--- To do ---
All lines of the records below that contain the word "mobile" must be listed.

[Stored items]
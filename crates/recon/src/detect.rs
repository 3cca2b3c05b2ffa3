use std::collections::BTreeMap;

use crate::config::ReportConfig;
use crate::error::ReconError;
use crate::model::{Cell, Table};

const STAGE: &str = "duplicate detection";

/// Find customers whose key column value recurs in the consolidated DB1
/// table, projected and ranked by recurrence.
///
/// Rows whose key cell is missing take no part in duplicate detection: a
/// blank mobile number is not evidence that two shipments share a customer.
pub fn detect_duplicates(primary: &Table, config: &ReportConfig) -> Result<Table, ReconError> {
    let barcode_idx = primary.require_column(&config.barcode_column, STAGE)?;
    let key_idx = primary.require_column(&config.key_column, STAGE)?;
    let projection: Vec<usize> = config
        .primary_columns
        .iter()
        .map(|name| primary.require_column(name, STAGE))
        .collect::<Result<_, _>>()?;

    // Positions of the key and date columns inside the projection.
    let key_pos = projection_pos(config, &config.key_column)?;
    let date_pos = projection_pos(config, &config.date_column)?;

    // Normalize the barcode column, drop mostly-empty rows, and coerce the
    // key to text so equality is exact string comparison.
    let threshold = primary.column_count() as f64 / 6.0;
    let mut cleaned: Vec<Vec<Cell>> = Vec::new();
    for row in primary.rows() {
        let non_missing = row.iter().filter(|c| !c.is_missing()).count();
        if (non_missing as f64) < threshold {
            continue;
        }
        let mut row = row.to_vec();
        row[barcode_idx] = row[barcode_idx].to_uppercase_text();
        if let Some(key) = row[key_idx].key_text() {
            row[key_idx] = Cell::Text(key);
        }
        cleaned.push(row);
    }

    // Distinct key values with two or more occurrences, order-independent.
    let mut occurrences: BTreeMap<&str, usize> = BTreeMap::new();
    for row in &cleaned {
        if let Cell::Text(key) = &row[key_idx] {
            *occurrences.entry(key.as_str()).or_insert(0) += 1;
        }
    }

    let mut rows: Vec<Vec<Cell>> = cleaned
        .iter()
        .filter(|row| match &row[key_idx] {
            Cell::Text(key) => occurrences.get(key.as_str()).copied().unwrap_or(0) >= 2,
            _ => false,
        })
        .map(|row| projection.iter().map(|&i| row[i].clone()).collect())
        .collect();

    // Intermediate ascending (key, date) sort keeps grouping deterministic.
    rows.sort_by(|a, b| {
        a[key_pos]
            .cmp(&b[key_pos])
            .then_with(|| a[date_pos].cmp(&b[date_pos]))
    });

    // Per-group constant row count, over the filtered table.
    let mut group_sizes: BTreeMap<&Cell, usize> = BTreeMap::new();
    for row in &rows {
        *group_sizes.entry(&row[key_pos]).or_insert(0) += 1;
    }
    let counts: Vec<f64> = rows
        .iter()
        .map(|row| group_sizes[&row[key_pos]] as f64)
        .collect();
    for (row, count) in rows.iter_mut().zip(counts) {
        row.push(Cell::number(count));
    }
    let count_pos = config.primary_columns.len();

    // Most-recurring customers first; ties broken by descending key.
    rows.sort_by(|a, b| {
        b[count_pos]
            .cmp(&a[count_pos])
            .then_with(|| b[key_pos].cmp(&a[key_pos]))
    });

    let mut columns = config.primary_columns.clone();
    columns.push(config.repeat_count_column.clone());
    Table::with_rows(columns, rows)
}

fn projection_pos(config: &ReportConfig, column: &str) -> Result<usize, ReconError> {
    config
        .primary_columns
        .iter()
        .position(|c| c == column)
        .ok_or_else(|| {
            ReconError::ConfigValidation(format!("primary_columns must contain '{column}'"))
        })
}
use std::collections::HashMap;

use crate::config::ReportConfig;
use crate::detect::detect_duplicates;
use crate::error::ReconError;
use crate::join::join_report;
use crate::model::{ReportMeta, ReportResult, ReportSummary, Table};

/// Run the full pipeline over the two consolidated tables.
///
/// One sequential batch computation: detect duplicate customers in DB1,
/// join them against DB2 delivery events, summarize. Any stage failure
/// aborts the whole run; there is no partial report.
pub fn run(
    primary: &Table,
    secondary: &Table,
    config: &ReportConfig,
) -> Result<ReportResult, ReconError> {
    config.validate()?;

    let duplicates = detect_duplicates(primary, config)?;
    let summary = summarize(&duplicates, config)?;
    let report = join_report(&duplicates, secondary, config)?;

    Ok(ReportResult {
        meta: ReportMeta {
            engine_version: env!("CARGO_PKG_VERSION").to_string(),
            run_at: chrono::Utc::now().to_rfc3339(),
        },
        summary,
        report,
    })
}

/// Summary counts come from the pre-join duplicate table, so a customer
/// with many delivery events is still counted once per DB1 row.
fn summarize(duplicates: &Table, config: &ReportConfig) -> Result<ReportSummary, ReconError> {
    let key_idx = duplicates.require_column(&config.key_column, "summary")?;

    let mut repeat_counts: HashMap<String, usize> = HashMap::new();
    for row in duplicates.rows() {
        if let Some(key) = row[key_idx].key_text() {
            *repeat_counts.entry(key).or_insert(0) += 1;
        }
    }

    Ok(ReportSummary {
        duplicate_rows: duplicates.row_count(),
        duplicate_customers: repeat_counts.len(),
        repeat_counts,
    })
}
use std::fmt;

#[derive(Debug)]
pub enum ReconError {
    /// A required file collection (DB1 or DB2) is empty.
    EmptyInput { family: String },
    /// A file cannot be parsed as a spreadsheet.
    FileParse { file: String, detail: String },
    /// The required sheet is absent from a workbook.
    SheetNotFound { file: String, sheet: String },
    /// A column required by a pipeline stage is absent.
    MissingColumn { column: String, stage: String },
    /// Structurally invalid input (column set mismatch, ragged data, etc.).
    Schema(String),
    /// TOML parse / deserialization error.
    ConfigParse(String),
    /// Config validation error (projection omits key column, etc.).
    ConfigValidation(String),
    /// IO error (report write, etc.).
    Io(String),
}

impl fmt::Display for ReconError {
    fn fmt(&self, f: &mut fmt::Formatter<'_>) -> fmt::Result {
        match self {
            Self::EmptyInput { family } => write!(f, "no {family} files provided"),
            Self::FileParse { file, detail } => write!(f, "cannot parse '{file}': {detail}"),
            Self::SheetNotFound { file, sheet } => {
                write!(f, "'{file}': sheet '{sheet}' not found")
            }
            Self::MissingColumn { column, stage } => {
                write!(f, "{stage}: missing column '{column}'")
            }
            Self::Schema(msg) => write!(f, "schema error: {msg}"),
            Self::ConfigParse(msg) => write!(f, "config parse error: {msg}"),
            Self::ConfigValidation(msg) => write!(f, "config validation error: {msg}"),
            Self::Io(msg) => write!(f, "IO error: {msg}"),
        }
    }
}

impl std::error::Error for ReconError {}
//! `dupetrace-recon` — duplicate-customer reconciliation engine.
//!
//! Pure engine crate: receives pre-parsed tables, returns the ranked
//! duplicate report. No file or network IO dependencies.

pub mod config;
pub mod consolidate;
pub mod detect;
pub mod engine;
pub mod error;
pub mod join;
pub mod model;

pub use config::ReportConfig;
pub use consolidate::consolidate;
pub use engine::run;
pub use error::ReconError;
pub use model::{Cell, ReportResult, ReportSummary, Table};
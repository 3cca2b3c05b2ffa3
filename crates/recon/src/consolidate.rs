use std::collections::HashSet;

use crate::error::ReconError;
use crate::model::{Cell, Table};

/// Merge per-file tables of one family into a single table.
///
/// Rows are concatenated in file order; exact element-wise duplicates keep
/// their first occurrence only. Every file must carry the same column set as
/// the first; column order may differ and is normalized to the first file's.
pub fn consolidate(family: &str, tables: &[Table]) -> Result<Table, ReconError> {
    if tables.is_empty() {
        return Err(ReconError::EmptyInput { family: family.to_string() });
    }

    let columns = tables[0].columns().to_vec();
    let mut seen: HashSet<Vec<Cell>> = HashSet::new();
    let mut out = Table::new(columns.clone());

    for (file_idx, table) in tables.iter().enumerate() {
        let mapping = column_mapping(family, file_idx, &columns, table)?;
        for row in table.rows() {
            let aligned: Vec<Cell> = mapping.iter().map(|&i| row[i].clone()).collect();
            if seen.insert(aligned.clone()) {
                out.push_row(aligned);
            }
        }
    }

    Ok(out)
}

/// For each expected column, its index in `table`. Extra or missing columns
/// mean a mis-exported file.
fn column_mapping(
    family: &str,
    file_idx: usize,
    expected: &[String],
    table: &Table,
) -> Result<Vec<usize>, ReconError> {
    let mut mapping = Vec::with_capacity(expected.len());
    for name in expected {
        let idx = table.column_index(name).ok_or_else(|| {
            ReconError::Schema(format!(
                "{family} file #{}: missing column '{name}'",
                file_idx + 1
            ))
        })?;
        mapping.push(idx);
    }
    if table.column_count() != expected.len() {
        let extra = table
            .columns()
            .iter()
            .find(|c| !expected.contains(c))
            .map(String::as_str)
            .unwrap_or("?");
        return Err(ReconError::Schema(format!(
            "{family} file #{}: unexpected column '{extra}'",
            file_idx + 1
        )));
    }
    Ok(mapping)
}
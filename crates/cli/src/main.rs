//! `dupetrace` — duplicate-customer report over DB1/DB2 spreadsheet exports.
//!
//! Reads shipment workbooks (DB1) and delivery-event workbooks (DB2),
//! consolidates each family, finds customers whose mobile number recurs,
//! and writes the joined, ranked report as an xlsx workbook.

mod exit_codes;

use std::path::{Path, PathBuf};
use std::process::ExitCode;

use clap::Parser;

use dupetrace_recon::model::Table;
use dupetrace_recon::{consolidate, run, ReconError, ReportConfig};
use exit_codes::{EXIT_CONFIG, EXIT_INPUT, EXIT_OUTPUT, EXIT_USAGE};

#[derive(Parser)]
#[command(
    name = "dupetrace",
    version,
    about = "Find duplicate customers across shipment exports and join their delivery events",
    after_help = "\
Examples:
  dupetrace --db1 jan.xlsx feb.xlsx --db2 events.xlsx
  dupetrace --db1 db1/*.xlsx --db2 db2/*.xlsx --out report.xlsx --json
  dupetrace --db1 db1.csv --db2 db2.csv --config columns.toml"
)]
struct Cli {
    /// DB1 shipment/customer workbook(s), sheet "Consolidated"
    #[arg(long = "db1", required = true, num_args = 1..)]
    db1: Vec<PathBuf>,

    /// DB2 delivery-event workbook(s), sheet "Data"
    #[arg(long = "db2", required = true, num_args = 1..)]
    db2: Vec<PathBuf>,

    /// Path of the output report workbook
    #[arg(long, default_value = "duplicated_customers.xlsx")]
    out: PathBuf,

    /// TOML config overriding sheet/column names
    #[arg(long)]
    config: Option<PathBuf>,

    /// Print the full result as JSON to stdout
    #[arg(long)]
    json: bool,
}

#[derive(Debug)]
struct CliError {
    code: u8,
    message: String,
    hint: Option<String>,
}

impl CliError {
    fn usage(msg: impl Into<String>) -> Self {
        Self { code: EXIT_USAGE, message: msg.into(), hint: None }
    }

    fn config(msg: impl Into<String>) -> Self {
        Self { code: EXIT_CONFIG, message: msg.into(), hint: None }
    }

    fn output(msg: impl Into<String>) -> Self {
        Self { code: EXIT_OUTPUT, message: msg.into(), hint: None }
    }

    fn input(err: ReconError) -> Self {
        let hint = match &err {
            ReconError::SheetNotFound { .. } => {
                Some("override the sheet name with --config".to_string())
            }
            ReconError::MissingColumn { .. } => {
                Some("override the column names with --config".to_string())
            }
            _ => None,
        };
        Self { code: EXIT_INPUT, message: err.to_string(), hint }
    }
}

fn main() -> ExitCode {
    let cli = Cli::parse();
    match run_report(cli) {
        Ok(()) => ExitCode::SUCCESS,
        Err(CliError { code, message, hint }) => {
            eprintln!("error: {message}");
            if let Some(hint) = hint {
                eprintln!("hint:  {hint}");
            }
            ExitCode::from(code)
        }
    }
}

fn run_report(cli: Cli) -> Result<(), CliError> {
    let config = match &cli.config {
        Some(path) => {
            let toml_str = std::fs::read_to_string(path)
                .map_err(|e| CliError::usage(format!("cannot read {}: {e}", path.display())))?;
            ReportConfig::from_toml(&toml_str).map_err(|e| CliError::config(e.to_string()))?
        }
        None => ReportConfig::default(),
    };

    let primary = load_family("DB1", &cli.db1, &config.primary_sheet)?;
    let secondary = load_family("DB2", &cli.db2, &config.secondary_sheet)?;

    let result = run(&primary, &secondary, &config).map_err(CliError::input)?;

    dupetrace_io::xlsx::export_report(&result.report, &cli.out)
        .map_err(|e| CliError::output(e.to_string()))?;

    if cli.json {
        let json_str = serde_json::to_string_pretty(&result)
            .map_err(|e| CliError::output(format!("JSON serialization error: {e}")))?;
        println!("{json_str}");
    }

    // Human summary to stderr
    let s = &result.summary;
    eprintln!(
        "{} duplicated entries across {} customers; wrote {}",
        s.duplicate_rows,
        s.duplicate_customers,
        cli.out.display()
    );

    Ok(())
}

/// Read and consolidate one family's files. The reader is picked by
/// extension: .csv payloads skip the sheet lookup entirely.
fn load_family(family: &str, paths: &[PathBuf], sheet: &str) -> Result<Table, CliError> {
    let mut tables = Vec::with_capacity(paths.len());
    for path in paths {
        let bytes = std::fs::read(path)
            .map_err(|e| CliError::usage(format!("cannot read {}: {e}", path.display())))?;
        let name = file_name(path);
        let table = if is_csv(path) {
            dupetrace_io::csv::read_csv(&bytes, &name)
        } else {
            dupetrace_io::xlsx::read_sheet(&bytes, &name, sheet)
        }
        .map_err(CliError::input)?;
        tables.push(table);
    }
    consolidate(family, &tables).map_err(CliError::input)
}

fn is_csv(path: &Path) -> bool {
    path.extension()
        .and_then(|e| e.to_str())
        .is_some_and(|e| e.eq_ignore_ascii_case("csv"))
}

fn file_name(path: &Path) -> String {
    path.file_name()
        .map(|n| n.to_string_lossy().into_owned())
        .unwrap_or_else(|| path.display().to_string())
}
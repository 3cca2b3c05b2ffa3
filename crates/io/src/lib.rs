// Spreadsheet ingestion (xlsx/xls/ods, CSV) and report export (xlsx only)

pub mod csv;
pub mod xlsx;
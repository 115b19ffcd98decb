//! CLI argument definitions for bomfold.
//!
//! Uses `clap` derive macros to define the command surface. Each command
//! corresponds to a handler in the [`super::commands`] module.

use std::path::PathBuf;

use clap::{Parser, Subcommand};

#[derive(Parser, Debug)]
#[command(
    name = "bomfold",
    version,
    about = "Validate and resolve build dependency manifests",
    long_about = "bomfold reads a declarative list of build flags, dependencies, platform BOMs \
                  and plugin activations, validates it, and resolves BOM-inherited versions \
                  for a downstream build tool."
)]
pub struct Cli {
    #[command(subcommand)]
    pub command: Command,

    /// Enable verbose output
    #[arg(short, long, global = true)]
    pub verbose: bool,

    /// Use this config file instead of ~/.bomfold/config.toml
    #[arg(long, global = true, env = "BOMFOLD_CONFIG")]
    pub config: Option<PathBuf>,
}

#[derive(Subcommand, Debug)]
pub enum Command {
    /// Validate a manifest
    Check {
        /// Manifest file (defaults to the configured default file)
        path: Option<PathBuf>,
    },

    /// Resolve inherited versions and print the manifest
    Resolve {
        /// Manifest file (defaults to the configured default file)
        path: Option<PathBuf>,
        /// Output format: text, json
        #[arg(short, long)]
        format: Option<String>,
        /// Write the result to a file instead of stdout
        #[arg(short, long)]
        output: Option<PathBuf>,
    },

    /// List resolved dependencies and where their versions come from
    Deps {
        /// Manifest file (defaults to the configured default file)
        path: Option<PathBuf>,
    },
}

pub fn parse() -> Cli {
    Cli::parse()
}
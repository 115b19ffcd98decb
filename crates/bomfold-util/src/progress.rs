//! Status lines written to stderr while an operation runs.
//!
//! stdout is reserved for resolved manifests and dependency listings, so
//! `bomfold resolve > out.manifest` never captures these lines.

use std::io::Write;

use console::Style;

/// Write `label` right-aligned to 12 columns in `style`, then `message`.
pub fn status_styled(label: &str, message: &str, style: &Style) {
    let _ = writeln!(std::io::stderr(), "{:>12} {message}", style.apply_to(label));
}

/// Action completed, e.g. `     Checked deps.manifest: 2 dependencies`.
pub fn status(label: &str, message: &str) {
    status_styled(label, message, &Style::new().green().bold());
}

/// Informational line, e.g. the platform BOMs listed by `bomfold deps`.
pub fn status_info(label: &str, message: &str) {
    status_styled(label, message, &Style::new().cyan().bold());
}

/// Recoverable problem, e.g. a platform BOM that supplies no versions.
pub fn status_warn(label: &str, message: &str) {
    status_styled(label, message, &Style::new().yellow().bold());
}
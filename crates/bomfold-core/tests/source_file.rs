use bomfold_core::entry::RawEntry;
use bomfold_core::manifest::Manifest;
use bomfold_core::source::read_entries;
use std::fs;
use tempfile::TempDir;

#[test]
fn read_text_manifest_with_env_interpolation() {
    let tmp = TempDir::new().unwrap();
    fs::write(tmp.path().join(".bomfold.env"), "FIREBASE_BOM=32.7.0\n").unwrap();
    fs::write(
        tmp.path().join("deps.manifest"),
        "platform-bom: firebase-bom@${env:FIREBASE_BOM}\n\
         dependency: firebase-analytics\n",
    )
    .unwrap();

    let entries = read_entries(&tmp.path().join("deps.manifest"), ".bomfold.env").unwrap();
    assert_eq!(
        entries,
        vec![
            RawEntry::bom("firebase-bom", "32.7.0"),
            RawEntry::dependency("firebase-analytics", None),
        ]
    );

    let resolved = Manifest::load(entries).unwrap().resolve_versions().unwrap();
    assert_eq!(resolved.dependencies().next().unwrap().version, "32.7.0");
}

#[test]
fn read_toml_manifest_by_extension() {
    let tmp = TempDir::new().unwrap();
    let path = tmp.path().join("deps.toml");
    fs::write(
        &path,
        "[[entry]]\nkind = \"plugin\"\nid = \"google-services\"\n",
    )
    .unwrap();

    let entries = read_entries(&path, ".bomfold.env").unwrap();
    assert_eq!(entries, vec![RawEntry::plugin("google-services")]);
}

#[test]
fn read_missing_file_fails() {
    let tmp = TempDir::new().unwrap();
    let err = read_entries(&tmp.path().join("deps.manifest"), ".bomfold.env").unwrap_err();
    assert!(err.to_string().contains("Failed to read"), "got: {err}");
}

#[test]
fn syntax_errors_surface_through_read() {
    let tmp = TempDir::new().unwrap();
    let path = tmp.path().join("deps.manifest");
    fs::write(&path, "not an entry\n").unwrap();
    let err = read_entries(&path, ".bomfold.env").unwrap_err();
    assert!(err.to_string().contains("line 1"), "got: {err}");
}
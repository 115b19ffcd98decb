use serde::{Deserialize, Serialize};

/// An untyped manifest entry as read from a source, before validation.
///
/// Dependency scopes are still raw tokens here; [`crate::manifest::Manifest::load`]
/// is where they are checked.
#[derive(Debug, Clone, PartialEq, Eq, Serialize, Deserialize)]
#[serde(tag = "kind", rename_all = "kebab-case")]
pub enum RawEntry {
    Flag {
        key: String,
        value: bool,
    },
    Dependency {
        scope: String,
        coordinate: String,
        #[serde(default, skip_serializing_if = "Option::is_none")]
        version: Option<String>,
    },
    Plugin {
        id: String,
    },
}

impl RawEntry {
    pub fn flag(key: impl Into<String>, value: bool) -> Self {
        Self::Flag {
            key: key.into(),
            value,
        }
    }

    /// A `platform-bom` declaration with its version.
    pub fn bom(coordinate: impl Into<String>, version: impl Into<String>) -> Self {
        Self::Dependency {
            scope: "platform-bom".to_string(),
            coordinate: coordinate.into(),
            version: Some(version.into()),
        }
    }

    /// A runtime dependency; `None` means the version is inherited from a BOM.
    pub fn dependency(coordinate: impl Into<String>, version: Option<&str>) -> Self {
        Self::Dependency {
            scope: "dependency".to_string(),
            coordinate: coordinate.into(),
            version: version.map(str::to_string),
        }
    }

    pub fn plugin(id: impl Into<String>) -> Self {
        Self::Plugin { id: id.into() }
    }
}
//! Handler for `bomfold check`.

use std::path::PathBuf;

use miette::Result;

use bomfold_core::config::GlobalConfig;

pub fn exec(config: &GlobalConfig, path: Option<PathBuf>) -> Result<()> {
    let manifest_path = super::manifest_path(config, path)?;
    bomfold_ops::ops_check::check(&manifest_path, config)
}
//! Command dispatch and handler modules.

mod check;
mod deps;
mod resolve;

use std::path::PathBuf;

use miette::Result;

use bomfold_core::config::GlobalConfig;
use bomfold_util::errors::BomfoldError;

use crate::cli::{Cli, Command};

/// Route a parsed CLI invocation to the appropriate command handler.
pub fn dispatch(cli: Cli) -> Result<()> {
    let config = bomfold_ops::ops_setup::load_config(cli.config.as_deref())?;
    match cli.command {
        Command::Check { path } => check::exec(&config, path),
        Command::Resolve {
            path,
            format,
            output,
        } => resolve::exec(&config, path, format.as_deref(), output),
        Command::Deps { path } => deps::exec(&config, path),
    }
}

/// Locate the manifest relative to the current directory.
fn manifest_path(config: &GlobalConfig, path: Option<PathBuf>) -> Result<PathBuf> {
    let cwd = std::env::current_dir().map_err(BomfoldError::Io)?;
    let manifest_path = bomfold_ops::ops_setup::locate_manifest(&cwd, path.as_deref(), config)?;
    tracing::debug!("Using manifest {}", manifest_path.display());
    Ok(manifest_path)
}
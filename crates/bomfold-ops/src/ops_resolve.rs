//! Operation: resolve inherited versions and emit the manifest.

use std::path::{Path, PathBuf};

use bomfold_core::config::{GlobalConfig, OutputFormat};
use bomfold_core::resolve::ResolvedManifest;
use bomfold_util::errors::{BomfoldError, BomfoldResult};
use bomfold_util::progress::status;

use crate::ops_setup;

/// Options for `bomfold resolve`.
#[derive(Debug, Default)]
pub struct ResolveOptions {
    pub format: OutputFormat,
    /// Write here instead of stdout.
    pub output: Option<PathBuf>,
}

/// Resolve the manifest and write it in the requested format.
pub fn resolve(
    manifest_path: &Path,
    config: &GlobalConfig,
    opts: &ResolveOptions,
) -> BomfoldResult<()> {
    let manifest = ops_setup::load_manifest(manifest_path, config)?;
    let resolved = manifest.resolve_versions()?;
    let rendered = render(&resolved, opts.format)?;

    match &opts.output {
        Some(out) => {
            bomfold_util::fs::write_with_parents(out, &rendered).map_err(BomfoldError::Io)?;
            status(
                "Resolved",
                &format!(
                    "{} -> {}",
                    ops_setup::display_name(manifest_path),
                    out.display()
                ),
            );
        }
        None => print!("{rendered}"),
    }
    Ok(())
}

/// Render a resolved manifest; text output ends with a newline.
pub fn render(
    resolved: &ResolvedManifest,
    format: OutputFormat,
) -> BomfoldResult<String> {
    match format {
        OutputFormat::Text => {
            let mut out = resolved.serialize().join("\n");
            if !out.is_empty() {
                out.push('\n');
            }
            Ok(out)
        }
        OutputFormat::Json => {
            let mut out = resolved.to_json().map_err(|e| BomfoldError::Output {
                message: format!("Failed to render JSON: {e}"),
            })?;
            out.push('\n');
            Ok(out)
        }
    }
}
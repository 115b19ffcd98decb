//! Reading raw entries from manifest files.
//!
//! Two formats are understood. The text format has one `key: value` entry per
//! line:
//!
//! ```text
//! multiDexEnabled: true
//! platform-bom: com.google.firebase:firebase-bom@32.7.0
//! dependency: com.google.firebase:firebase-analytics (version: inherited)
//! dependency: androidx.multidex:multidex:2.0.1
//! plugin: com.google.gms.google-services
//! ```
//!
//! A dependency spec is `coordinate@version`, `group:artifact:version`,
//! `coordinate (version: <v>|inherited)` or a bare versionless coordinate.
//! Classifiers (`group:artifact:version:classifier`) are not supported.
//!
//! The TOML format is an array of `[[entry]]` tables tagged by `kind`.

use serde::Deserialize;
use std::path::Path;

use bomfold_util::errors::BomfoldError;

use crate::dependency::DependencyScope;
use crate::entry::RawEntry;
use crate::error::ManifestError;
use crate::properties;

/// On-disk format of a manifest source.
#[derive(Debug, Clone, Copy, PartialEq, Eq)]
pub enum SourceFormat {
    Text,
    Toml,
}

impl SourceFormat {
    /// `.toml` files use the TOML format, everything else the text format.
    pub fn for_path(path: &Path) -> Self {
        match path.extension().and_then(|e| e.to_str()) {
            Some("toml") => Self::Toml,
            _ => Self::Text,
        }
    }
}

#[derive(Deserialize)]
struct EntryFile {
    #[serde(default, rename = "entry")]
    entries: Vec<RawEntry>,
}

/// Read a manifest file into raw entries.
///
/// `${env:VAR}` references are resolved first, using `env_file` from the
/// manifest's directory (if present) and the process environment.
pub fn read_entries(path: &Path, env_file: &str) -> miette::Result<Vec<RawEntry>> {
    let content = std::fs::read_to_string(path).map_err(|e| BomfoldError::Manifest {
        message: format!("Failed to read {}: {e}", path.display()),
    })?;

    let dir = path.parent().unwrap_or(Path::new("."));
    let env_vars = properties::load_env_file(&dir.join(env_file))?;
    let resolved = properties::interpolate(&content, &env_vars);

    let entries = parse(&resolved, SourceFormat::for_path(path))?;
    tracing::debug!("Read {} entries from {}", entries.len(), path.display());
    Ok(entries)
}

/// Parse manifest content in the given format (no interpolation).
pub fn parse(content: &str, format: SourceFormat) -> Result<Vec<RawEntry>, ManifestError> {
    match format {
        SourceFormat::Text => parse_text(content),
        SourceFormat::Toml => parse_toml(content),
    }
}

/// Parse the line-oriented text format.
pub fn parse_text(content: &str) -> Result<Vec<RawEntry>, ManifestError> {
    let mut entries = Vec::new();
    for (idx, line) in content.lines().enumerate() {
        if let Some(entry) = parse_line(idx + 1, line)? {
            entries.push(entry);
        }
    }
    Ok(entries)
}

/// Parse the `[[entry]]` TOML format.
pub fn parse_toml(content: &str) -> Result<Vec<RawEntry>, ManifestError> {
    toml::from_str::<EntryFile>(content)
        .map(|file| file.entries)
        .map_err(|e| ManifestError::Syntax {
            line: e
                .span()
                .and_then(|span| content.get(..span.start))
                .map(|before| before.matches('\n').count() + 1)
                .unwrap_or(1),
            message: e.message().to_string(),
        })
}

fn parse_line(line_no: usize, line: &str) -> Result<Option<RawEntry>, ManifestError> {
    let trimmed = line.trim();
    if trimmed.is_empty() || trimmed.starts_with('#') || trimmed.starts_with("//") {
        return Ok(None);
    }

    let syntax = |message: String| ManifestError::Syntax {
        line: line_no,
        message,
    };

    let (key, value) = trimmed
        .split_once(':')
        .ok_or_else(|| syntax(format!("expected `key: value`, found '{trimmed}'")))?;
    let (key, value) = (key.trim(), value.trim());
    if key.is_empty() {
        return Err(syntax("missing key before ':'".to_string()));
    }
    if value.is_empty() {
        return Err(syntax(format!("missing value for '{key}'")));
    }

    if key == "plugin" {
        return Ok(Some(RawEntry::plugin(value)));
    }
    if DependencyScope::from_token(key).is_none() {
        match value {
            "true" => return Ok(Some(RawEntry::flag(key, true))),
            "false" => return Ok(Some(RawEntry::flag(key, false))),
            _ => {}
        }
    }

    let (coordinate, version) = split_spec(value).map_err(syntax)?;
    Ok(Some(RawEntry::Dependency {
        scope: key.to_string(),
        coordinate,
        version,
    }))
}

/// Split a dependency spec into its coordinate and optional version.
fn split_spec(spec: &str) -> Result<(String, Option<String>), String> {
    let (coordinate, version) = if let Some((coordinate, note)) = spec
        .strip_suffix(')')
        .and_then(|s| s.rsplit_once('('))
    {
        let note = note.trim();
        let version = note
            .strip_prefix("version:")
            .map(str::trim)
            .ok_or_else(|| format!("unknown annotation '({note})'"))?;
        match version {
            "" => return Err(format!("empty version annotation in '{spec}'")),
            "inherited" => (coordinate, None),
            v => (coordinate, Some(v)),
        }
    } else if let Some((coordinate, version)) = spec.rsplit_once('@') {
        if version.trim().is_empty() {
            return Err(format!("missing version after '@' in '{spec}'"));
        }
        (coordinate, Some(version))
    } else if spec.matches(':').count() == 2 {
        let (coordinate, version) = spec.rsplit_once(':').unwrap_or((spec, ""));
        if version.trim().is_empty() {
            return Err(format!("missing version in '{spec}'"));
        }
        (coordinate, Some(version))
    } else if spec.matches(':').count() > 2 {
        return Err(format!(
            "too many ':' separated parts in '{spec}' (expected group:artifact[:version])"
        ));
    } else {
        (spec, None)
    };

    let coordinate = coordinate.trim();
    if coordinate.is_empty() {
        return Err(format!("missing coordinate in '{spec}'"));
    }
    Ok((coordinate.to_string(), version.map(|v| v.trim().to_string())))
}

--- Task response ---
/// blank mobile number is not evidence that two shipments share a customer.
//! consolidates each family, finds customers whose mobile number recurs,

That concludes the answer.